Fast-forward to the fall, and she’s by far the most experienced member of an Explorers roster with nine new faces, needing to get everybody on the same page to make the most out of her final season of college hoops. Gone are seven of the top eight scorers from last season, the entire rotation that played more than 10 minutes per game, except Masciantonio.

She’s not the only graduate student on the team — transfers Makayla Miller (Ouchita Baptist) and Jolene Armendariz (San Francisco State) both come in with plenty of Division II experience — but on a team with nine newcomers, seven underclassmen and five freshmen, her voice certainly carries more weight than anyone else’s. 

How little D-I experience does the rest of the 2023-24 La Salle women’s roster have? The number is a little staggering.

Masciantonio has played twice as many Division I minutes as the rest of the La Salle women’s roster — combined.
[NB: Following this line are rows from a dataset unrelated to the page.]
//! Piece-bounded, suspension-aware byte source

use std::fmt;
use std::sync::Arc;

use bytes::{Bytes, BytesMut};
use futures::{Stream, stream};

use super::{ContentSource, StreamingError};
use crate::pieces::{ByteSpan, PieceError, PieceIndex, PieceStore};

/// Called with the piece a seek is about to wait for.
pub type WaitHook = Arc<dyn Fn(PieceIndex) + Send + Sync>;

/// Seekable view of one file span over a [`PieceStore`].
///
/// Offsets are relative to the span. Every read re-seeks to the current
/// position, so a sequential reader waits for each piece as it crosses into
/// it. Waiting happens on the store's per-piece signal and never touches a
/// scheduler lock; dropping a pending `seek` or `read` cancels the wait.
///
/// With read-ahead enabled, a read pulls the current piece together with the
/// finished pieces right after it from the content source in one call and
/// serves later reads from that buffer. Each `read` still stops at a piece
/// boundary.
pub struct SeekableByteSource {
    store: Arc<PieceStore>,
    content: Arc<dyn ContentSource>,
    span: ByteSpan,
    position: u64,
    on_wait: Option<WaitHook>,
    read_ahead: u64,
    buffered: Option<ReadAhead>,
}

/// Finished bytes already pulled from the content source.
struct ReadAhead {
    /// Absolute offset of `data[0]`
    offset: u64,
    data: Bytes,
}

impl SeekableByteSource {
    /// Source over the whole concatenated content.
    pub fn new(store: Arc<PieceStore>, content: Arc<dyn ContentSource>) -> Self {
        let span = ByteSpan::new(0, store.total_length());
        Self {
            store,
            content,
            span,
            position: 0,
            on_wait: None,
            read_ahead: 0,
            buffered: None,
        }
    }

    /// Source over one file's byte span.
    ///
    /// # Errors
    ///
    /// - `StreamingError::Piece` - If `span` is empty or runs past the content
    pub fn for_span(
        store: Arc<PieceStore>,
        content: Arc<dyn ContentSource>,
        span: ByteSpan,
    ) -> Result<Self, StreamingError> {
        if store.pieces_in_span(span).is_none() {
            return Err(PieceError::InvalidSpan {
                offset: span.offset,
                length: span.length,
                total: store.total_length(),
            }
            .into());
        }
        Ok(Self {
            store,
            content,
            span,
            position: 0,
            on_wait: None,
            read_ahead: 0,
            buffered: None,
        })
    }

    /// Installs a hook run whenever a seek has to suspend.
    pub fn with_wait_hook(mut self, hook: WaitHook) -> Self {
        self.on_wait = Some(hook);
        self
    }

    /// Pulls up to `bytes` of contiguous finished content per source read.
    pub fn with_read_ahead(mut self, bytes: u64) -> Self {
        self.read_ahead = bytes;
        self
    }

    /// Length of the span in bytes.
    pub fn size(&self) -> u64 {
        self.span.length
    }

    pub fn position(&self) -> u64 {
        self.position
    }

    pub fn bytes_remaining(&self) -> u64 {
        self.size().saturating_sub(self.position)
    }

    /// Moves to `offset`, waiting until the piece holding it has finished.
    ///
    /// # Errors
    ///
    /// - `StreamingError::OffsetOutOfRange` - If `offset >= size()`
    /// - `StreamingError::Piece` - If the store closes while waiting
    pub async fn seek(&mut self, offset: u64) -> Result<(), StreamingError> {
        self.wait_ready(offset).await?;
        self.position = offset;
        Ok(())
    }

    /// Reads into `buf[at..at + length]` from the current position and
    /// advances it. Returns at most the bytes left in the current piece, and
    /// `Ok(0)` at end of stream.
    ///
    /// # Errors
    ///
    /// - `StreamingError::InvalidBuffer` - If `at + length` exceeds `buf`
    /// - `StreamingError::ShortRead` - If the content source holds less than
    ///   the finished piece promises
    /// - `StreamingError::Io` - If the content source fails
    pub async fn read(
        &mut self,
        buf: &mut [u8],
        at: usize,
        length: usize,
    ) -> Result<usize, StreamingError> {
        let end = at
            .checked_add(length)
            .filter(|&end| end <= buf.len())
            .ok_or(StreamingError::InvalidBuffer {
                at,
                length,
                buffer_len: buf.len(),
            })?;
        if length == 0 || self.bytes_remaining() == 0 {
            return Ok(0);
        }

        let index = self.wait_ready(self.position).await?;
        let piece = self.store.get(index)?;
        let absolute = self.span.offset + self.position;
        let readable = piece.end().min(self.span.end()) - absolute;
        let count = length.min(usize::try_from(readable).unwrap_or(usize::MAX));

        let out = &mut buf[at..end][..count];

        if !self.copy_buffered(absolute, out) {
            if self.read_ahead > count as u64 {
                self.fill_read_ahead(index, absolute).await?;
            }
            if !self.copy_buffered(absolute, out) {
                let actual = self.content.read_at(absolute, out).await?;
                if actual != count {
                    return Err(StreamingError::ShortRead {
                        offset: absolute,
                        expected: count,
                        actual,
                    });
                }
            }
        }

        self.position += count as u64;
        Ok(count)
    }

    /// Reads from the current position to the end of the span.
    ///
    /// # Errors
    ///
    /// Same as [`SeekableByteSource::read`].
    pub async fn read_to_end(&mut self) -> Result<Vec<u8>, StreamingError> {
        let chunk = usize::try_from(self.store.nominal_piece_size()).unwrap_or(usize::MAX);
        let mut out = Vec::with_capacity(usize::try_from(self.bytes_remaining()).unwrap_or(0));
        let mut buf = vec![0u8; chunk.min(out.capacity()).max(1)];

        loop {
            let length = buf.len();
            let read = self.read(&mut buf, 0, length).await?;
            if read == 0 {
                break;
            }
            out.extend_from_slice(&buf[..read]);
        }
        Ok(out)
    }

    /// Turns the source into a stream of piece-bounded chunks from the
    /// current position to the end of the span. The stream ends after the
    /// first error.
    pub fn into_stream(self) -> impl Stream<Item = Result<Bytes, StreamingError>> {
        let chunk = usize::try_from(self.store.nominal_piece_size()).unwrap_or(usize::MAX);
        stream::unfold(Some(self), move |source| async move {
            let mut source = source?;
            let mut buf = BytesMut::zeroed(chunk.min(source.bytes_remaining() as usize).max(1));
            let length = buf.len();
            match source.read(&mut buf, 0, length).await {
                Ok(0) => None,
                Ok(read) => {
                    buf.truncate(read);
                    Some((Ok(buf.freeze()), Some(source)))
                }
                Err(e) => Some((Err(e), None)),
            }
        })
    }

    /// Copies `out.len()` bytes at `absolute` from the read-ahead buffer if
    /// it holds all of them.
    fn copy_buffered(&self, absolute: u64, out: &mut [u8]) -> bool {
        let Some(buffered) = &self.buffered else {
            return false;
        };
        let range = absolute
            .checked_sub(buffered.offset)
            .and_then(|start| usize::try_from(start).ok())
            .and_then(|start| Some(start..start.checked_add(out.len())?));
        match range.and_then(|range| buffered.data.get(range)) {
            Some(bytes) => {
                out.copy_from_slice(bytes);
                true
            }
            None => false,
        }
    }

    /// Buffers from `absolute` through the end of piece `index` and on across
    /// the finished pieces after it, up to the read-ahead size and the span
    /// end.
    async fn fill_read_ahead(
        &mut self,
        index: PieceIndex,
        absolute: u64,
    ) -> Result<(), StreamingError> {
        let limit = self.span.end().min(absolute.saturating_add(self.read_ahead));
        let mut end = self.store.get(index)?.end().min(limit);
        let mut next = index;
        while end < limit {
            next = next.next();
            if !self.store.is_finished(next) {
                break;
            }
            end = self.store.get(next)?.end().min(limit);
        }

        let length = usize::try_from(end - absolute).unwrap_or(usize::MAX);
        let mut data = BytesMut::zeroed(length);
        let actual = self.content.read_at(absolute, &mut data).await?;
        if actual != length {
            return Err(StreamingError::ShortRead {
                offset: absolute,
                expected: length,
                actual,
            });
        }

        tracing::trace!("Read ahead {} bytes at {}", length, absolute);
        self.buffered = Some(ReadAhead {
            offset: absolute,
            data: data.freeze(),
        });
        Ok(())
    }

    async fn wait_ready(&self, offset: u64) -> Result<PieceIndex, StreamingError> {
        let out_of_range = StreamingError::OffsetOutOfRange {
            offset,
            size: self.size(),
        };
        if offset >= self.size() {
            return Err(out_of_range);
        }
        let index = self
            .store
            .find_containing(self.span.offset + offset)
            .ok_or(out_of_range)?;

        if !self.store.is_finished(index) {
            tracing::debug!("Read at {} waiting for piece {}", offset, index);
            if let Some(hook) = &self.on_wait {
                hook(index);
            }
            self.store.wait_finished(index).await?;
            tracing::trace!("Piece {} ready, read at {} resumes", index, offset);
        }
        Ok(index)
    }
}

impl fmt::Debug for SeekableByteSource {
    fn fmt(&self, f: &mut fmt::Formatter<'_>) -> fmt::Result {
        f.debug_struct("SeekableByteSource")
            .field("span", &self.span)
            .field("position", &self.position)
            .field("has_wait_hook", &self.on_wait.is_some())
            .field("read_ahead", &self.read_ahead)
            .finish()
    }
}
Her 2,194 minutes are 2.2 times that of the combined minutes of juniors Julie Jekot (430) and Emilee Tehata (72), and sophomores FIona Connolly (272) and Emma Egan (223). 

“Definitely, I feel like the grandma on the team,” she said with a laugh. “The leadership role is a lot different from when I first got here.”

Masciantonio is the right kind of player to get everybody on the same page if you want to build a program from scratch. The nation’s leader in assist-to-turnover ratio a year ago (4.72:1), she was seventh in the Atlantic 10 in assists per game (4.5) and turned it over just 25 times all season.

Masciantonio has done what she can to get the team together off the court, hosting a team dinner at the apartment she shares with several of the other older members of the program, but MacGillivray noted her on-court style makes it easier, as well.

“She’s a pass-first point guard, so when that girl’s always giving you the ball, you feel good about her, too,” he said, laughing. “She really knows how to bring the group together.”

It doesn’t hurt, either, that Masciantonio took the path several of her new teammates took, making the D-II to D-I transition seamlessly after starting off her college career at Holy Family. MacGillivray noted he used both her success as well as that of Charity Shears, who made the same move as a grad transfer last year, as selling point to bring in the pair of transfers this spring.

Masciantonio said she hasn’t yet specifically talked about the move with Miller or Armendariz, but she said it’s clear the impact they want to have from their energy in practice. 

“The girls who are coming up from JUCO and Division II, you can see the fight in them because they’re grateful to be here,” she said. “You see a lot of Division I hoopers that have been (at that level) for years that get complacent and stuff. It’s really nice having them be grateful and fight every day to be here, and you can tell that in practice.”

There’s much to be explored about the Explorers this year, the on-court product very much a mystery other than Masciantonio is sure to play a big role in whatever happens. But while roles are still very much being determined, one thing is clear: Masciantonio’s going to be counted on not just to pass but to score. Coach and player know she needs to improve on her career marks of 28.8% mark from 3-point range and 6.9 ppg — perhaps not doubling it, but getting into double figures for the first time as a D-I ballplayer.

“I’m definitely going to be doing that more this year,” she said. “I know that to help the team win I have to score more and look for myself. I am a shooter at the end of the day, too. I just have to be confident with my shot.”